The fallout of a cyber attack could include the loss of this trust, or some other impediment to continuing the organisation’s work, such as vital operational data being locked down by ransomware, or much-needed funds unavailable because of suspicious or fraudulent transactions.

Understanding the rewards
 

There is an understandable reluctance among charities to talk openly about cyber security. There may be a belief that to do so would invite attack. But taking the right precautions to keep your organisation and supporters safe is more likely to deter criminals and fraudsters.

In fact, public investment in cyber security can be a major selling point. When people give to charity, they want transparency. Donors want to know how the money will be spent, and they will feel strongly if they perceive that their money is not being used how they intended.

An investment in cyber security can also help you to mitigate risks when they do occur. Charities with automated risk monitoring will be more likely to become aware of a cyber breach or attack at an early stage – meaning that they will be in a better position to address and contain the attack before its impact becomes severe.

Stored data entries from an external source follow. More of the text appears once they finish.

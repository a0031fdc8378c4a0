//! Run 命令处理
//!
//! 在虚拟 HIL 上批量运行内置场景与脚本场景。

use anyhow::{bail, Context, Result};
use clap::Args;
use colored::Colorize;
use indicatif::{ProgressBar, ProgressStyle};
use regex::Regex;
use std::path::{Path, PathBuf};
use std::sync::Arc;
use std::time::Duration;
use tracing::{info, warn};

use atp_executor::Scenario;
use atp_orchestrator::{BatchReport, Orchestrator, ScenarioOutcome};

use super::output::{print_table, TableRow};
use crate::config::{build_session, load_config, scan_scenario_dir};

#[derive(Args, Debug)]
pub struct RunArgs {
    /// 配置文件路径
    #[arg(short, long)]
    pub config: Option<PathBuf>,

    /// 脚本场景目录 (覆盖配置中的 run.scenario_dir)
    #[arg(short = 'd', long)]
    pub scenario_dir: Option<PathBuf>,

    /// 不注册内置场景
    #[arg(long)]
    pub no_builtin: bool,

    /// 只运行名称匹配该正则的场景
    #[arg(short, long)]
    pub filter: Option<String>,

    /// 每个场景的重复次数 (覆盖配置)
    #[arg(short, long)]
    pub repetitions: Option<u32>,

    /// 随机种子, 相同种子复现同一批次
    #[arg(short, long)]
    pub seed: Option<u64>,

    /// 报告输出路径 (.json/.yaml)
    #[arg(long)]
    pub report: Option<PathBuf>,
}

/// 注册结果
#[derive(Debug, Default)]
pub struct Registration {
    pub registered: Vec<String>,
    /// (名称, 原因)
    pub skipped: Vec<(String, String)>,
}

/// 按过滤条件注册候选场景, 注册失败的场景跳过
pub fn register_all(
    orchestrator: &mut Orchestrator,
    candidates: Vec<(String, Arc<dyn Scenario>)>,
    filter: Option<&Regex>,
) -> Registration {
    let mut registration = Registration::default();
    for (name, scenario) in candidates {
        if let Some(filter) = filter {
            if !filter.is_match(&name) {
                continue;
            }
        }
        match orchestrator.add_scenario(&name, scenario) {
            Ok(()) => registration.registered.push(name),
            Err(e) => {
                warn!("跳过场景 {}: {}", name, e);
                registration.skipped.push((name, e.to_string()));
            }
        }
    }
    registration
}

/// 脚本场景目录中的场景, 无法加载的文件记为跳过
fn scripted_candidates(
    dir: &Path,
    registration: &mut Registration,
) -> Result<Vec<(String, Arc<dyn Scenario>)>> {
    let mut candidates: Vec<(String, Arc<dyn Scenario>)> = Vec::new();
    for file in scan_scenario_dir(dir)? {
        let file_name = file.file_name();
        match file.scenario {
            Ok(scenario) => {
                let name = scenario.name.clone();
                candidates.push((name, Arc::new(scenario)));
            }
            Err(e) => {
                warn!("无法加载场景文件 {:?}: {}", file.path, e);
                registration.skipped.push((file_name, e));
            }
        }
    }
    Ok(candidates)
}

pub async fn handle(args: RunArgs) -> Result<()> {
    let config = load_config(args.config.as_deref())?;
    let repetitions = args.repetitions.unwrap_or(config.run.repetitions);
    let seed = args.seed.unwrap_or_else(rand::random);
    let filter = args
        .filter
        .as_deref()
        .map(Regex::new)
        .transpose()
        .context("无效的过滤表达式")?;

    let session = build_session(&config);
    let mut orchestrator = Orchestrator::new(session, config.clone())?;

    let mut candidates = Vec::new();
    if !args.no_builtin {
        candidates.extend(atp_scenarios::builtin_scenarios(seed));
    }

    let mut registration = Registration::default();
    let scenario_dir = args.scenario_dir.clone().or_else(|| config.run.scenario_dir.clone());
    if let Some(dir) = &scenario_dir {
        if dir.exists() {
            candidates.extend(scripted_candidates(dir, &mut registration)?);
        } else if args.scenario_dir.is_some() {
            bail!("场景目录不存在: {:?}", dir);
        } else {
            info!("场景目录 {:?} 不存在, 只运行内置场景", dir);
        }
    }

    let registered = register_all(&mut orchestrator, candidates, filter.as_ref());
    registration.registered = registered.registered;
    registration.skipped.extend(registered.skipped);

    for (name, reason) in &registration.skipped {
        println!("{} 跳过 {}: {}", "⊘".yellow(), name, reason.bright_black());
    }
    if registration.registered.is_empty() {
        bail!("没有可运行的场景");
    }

    println!(
        "\n{} 个场景, 每个重复 {} 次, 随机种子 {}\n",
        registration.registered.len().to_string().cyan(),
        repetitions.to_string().cyan(),
        seed.to_string().yellow()
    );

    let spinner = ProgressBar::new_spinner();
    spinner.set_style(ProgressStyle::default_spinner().template("{spinner:.green} {msg} [{elapsed}]")?);
    spinner.set_message("运行场景...");
    spinner.enable_steady_tick(Duration::from_millis(100));

    let result = orchestrator.run_all(repetitions).await;
    spinner.finish_and_clear();
    let failures = result?;

    let report = orchestrator.report();
    print_summary(&report);

    let report_path = args
        .report
        .clone()
        .unwrap_or_else(|| config.output.dir.join(format!("batch_{}.json", report.batch_id)));
    report
        .save(&report_path)
        .with_context(|| format!("保存报告失败: {:?}", report_path))?;
    println!("报告: {}", report_path.display().to_string().cyan());

    orchestrator.shutdown().await?;

    if failures > 0 {
        bail!("{} 次运行失败", failures);
    }
    Ok(())
}

// ============================================
// 输出
// ============================================

struct OutcomeRow<'a> {
    outcome: &'a ScenarioOutcome,
}

impl TableRow for OutcomeRow<'_> {
    fn headers() -> Vec<&'static str> {
        vec!["序号", "场景", "重复", "结果", "事件", "耗时(ms)"]
    }

    fn row(&self) -> Vec<String> {
        let outcome = self.outcome;
        vec![
            outcome.run_index.to_string(),
            outcome.name.clone(),
            outcome.repetition.to_string(),
            if outcome.succeeded { "成功" } else { "失败" }.to_string(),
            outcome.events_invoked.to_string(),
            outcome.duration_ms.to_string(),
        ]
    }
}

fn print_summary(report: &BatchReport) {
    println!("\n{}", "=".repeat(60));
    println!("{}", "批次报告".bold());
    println!("{}", "=".repeat(60));
    println!();

    let rows: Vec<OutcomeRow> = report
        .outcomes
        .iter()
        .map(|outcome| OutcomeRow { outcome })
        .collect();
    print_table(&rows);
    println!();

    println!("运行统计:");
    println!("  总运行: {}", report.total_runs.to_string().bright_blue());
    println!("  成功:   {}", report.succeeded.to_string().green());
    println!("  失败:   {}", report.failed.to_string().red());

    let failures: Vec<&ScenarioOutcome> = report.failures().collect();
    if !failures.is_empty() {
        println!();
        println!("失败详情:");
        for outcome in failures {
            if let Some(error) = &outcome.error {
                println!(
                    "{} {} #{}: [{}] {}",
                    "✗".red().bold(),
                    outcome.name,
                    outcome.repetition,
                    error.kind.yellow(),
                    error.message.red()
                );
            }
        }
    }

    println!("{}", "=".repeat(60));
    let status = if report.is_success() {
        format!("{} 全部运行成功", "✓".green().bold())
    } else {
        format!("{} 存在失败的运行", "✗".red().bold())
    };
    println!("{}", status);
    println!("{}", "=".repeat(60));
}

#[cfg(test)]
mod tests {
    use super::*;
    use atp_executor::AutomatorConfig;
    use atp_hil::{ClockMode, HilSession, VirtualHil};

    fn orchestrator() -> Orchestrator {
        let device = Arc::new(VirtualHil::new(ClockMode::Stepped { increment: 1e-3 }));
        Orchestrator::new(HilSession::from_device(device), AutomatorConfig::default()).unwrap()
    }

    #[test]
    fn test_register_with_filter() {
        let mut orchestrator = orchestrator();
        let filter = Regex::new("^fault_A-B").unwrap();
        let registration = register_all(
            &mut orchestrator,
            atp_scenarios::builtin_scenarios(0),
            Some(&filter),
        );

        assert_eq!(
            registration.registered,
            vec!["fault_A-B", "fault_A-B-C", "fault_A-B-Gnd", "fault_A-B-C-Gnd"]
        );
        assert!(registration.skipped.is_empty());
        assert_eq!(orchestrator.scenario_count(), 4);
    }

    #[test]
    fn test_register_duplicate_skipped() {
        let mut orchestrator = orchestrator();
        let mut candidates = atp_scenarios::builtin_scenarios(0);
        candidates.extend(atp_scenarios::builtin_scenarios(1));
        let total = candidates.len() / 2;

        let registration = register_all(&mut orchestrator, candidates, None);
        assert_eq!(registration.registered.len(), total);
        assert_eq!(registration.skipped.len(), total);
        assert_eq!(orchestrator.scenario_count(), total);
    }

    #[test]
    fn test_scripted_candidates() {
        let dir = tempfile::tempdir().unwrap();
        std::fs::write(
            dir.path().join("close.yaml"),
            "name: close\nduration: 1.0\n",
        )
        .unwrap();
        std::fs::write(dir.path().join("bad.yaml"), "name: bad\n").unwrap();

        let mut registration = Registration::default();
        let candidates = scripted_candidates(dir.path(), &mut registration).unwrap();
        assert_eq!(candidates.len(), 1);
        assert_eq!(candidates[0].0, "close");
        assert_eq!(registration.skipped.len(), 1);
        assert_eq!(registration.skipped[0].0, "bad.yaml");
    }
}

Automated risk monitoring solutions make catching cyber attacks a far more likely prospect. A 2019 government survey into charity cyber crime found that most attacks are discovered through internal control arrangements, with almost a third (30%) identified by internal IT controls and over a quarter (26%) by staff raising a concern.

By contrast, only 23% of attacks were discovered by accident and just 13% were identified by a source external to the charity

What charities can do

The first thing charities can do is to raise awareness of cyber threats within their organisation, and to secure buy-in from organisational leaders for any initiatives that aim to improve cyber security

Our recent podcast, in partnership with the NCSC and the Charity Commission, examined the thinking behind charity leader’s attitudes towards cyber security and examined what is driving current attitudes on the topic.

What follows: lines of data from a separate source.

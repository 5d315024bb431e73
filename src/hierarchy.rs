//! # Hierarchy Reducer
//!
//! Raw graphs encode two kinds of ownership in one flat `contains`
//! relation: a package or file owning a class, and a class owning a
//! nested class. Rendering treats these as different parent relations,
//! so the reducer splits them:
//!
//! | Relation   | Parent                       | Child             |
//! |------------|------------------------------|-------------------|
//! | `contains` | container (or nested class)  | direct member     |
//! | `nests`    | top-level class              | nested class      |
//!
//! The module also resolves a parent map from any relation, the data side
//! of "show relation X as compound nesting".

use hashbrown::{HashMap, HashSet};

use crate::model::{EdgeData, NodeData, Relation, kind};

/// Result of splitting the raw `contains` relation.
///
/// Edges are wire records: `contains` edges pass through untouched and a
/// derived `nests` edge differs from its `contains` record only in `label`.
#[derive(Debug, Clone, Default, PartialEq)]
pub struct Hierarchy {
    /// Structure nodes that no Structure contains, in node order.
    pub top_level: Vec<String>,
    /// Targets of `contains` edges whose source is a Structure.
    pub nested: HashSet<String>,
    /// `contains` without the edges leaving a top-level class.
    pub contains: Vec<EdgeData>,
    /// Class → nested class.
    pub nests: Vec<EdgeData>,
}

impl Hierarchy {
    pub fn is_top_level(&self, id: &str) -> bool {
        self.top_level.iter().any(|t| t == id)
    }
}

/// Split `contains` into `contains` and `nests`.
///
/// `nodes` must be in graph order with unique ids. When the raw graph
/// already has a `nests` relation it is used verbatim; `contains` is
/// filtered either way.
pub fn reduce(
    nodes: &[&NodeData],
    contains: &[EdgeData],
    explicit_nests: Option<&[EdgeData]>,
) -> Hierarchy {
    let structures: HashSet<&str> = nodes
        .iter()
        .filter(|n| n.has_label(kind::STRUCTURE))
        .map(|n| n.id.as_str())
        .collect();

    let nested: HashSet<String> = contains
        .iter()
        .filter(|e| structures.contains(e.source.as_str()))
        .map(|e| e.target.clone())
        .collect();

    let top_level: Vec<String> = nodes
        .iter()
        .filter(|n| n.has_label(kind::STRUCTURE) && !nested.contains(n.id.as_str()))
        .map(|n| n.id.clone())
        .collect();

    let (from_top, kept): (Vec<&EdgeData>, Vec<&EdgeData>) = {
        let top_set: HashSet<&str> = top_level.iter().map(String::as_str).collect();
        contains.iter().partition(|e| top_set.contains(e.source.as_str()))
    };

    let nests = match explicit_nests {
        Some(nests) => nests.to_vec(),
        None => from_top
            .into_iter()
            .map(|e| EdgeData { label: Some(Relation::Nests.into()), ..e.clone() })
            .collect(),
    };

    Hierarchy {
        top_level,
        nested,
        contains: kept.into_iter().cloned().collect(),
        nests,
    }
}

// ============================================================================
// Parent resolution
// ============================================================================

/// Child → parent along edges whose interaction is `relation`.
///
/// The target is the child unless `inverted`. When a child appears in
/// several edges the last one wins. Edges without a resolved
/// `interaction` fall back to their effective label.
pub fn parent_map<'a, I>(edges: I, relation: &str, inverted: bool) -> HashMap<String, String>
where
    I: IntoIterator<Item = &'a EdgeData>,
{
    let mut parents = HashMap::new();
    for edge in edges {
        let interaction = match &edge.interaction {
            Some(i) => i.clone(),
            None => edge.resolve_interaction(),
        };
        if interaction != relation {
            continue;
        }
        let (child, parent) = if inverted {
            (&edge.source, &edge.target)
        } else {
            (&edge.target, &edge.source)
        };
        parents.insert(child.clone(), parent.clone());
    }
    parents
}

/// Number of ancestors of `id`. Stops at the first repeated node, so a
/// cyclic parent map terminates.
pub fn depth(parents: &HashMap<String, String>, id: &str) -> usize {
    let mut seen = HashSet::new();
    seen.insert(id);
    let mut current = id;
    let mut depth = 0;
    while let Some(parent) = parents.get(current) {
        if !seen.insert(parent.as_str()) {
            break;
        }
        depth += 1;
        current = parent.as_str();
    }
    depth
}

Our discussion overwhelmingly corroborated the findings of the government’s 2019 inquiry – that charity leaders are aware of the risks that cyber threats present to charities (58% of those surveyed identified it as a major risk to the sector). Instead, there is a tendency to not know where to start, or to think that cyber security solutions are the preserve of larger, well-funded organisations.

Once you are able to convince your charity’s decision-makers and stakeholders that security is a priority, the next step is to implement automated risk-monitoring solutions, such as Splunk Security Monitoring.

These solutions use continuous monitoring, ad hoc search, static and dynamic searches, and visual correlations to determine malicious activity. They also empower your team members to address these concerns when they do crop up.

Some smaller organisations may find that team members tend to bury their heads in the sand when it comes to cyber security. These matters can be scary and may appear too complex to deal with.

But digital solutions can simplify things. Splunk Security Monitoring implements risk-based alerts that focus your team’s attention on threats, not false positives.

This can free up time and resources to focus on other areas, as your team is safe in the knowledge they are protected.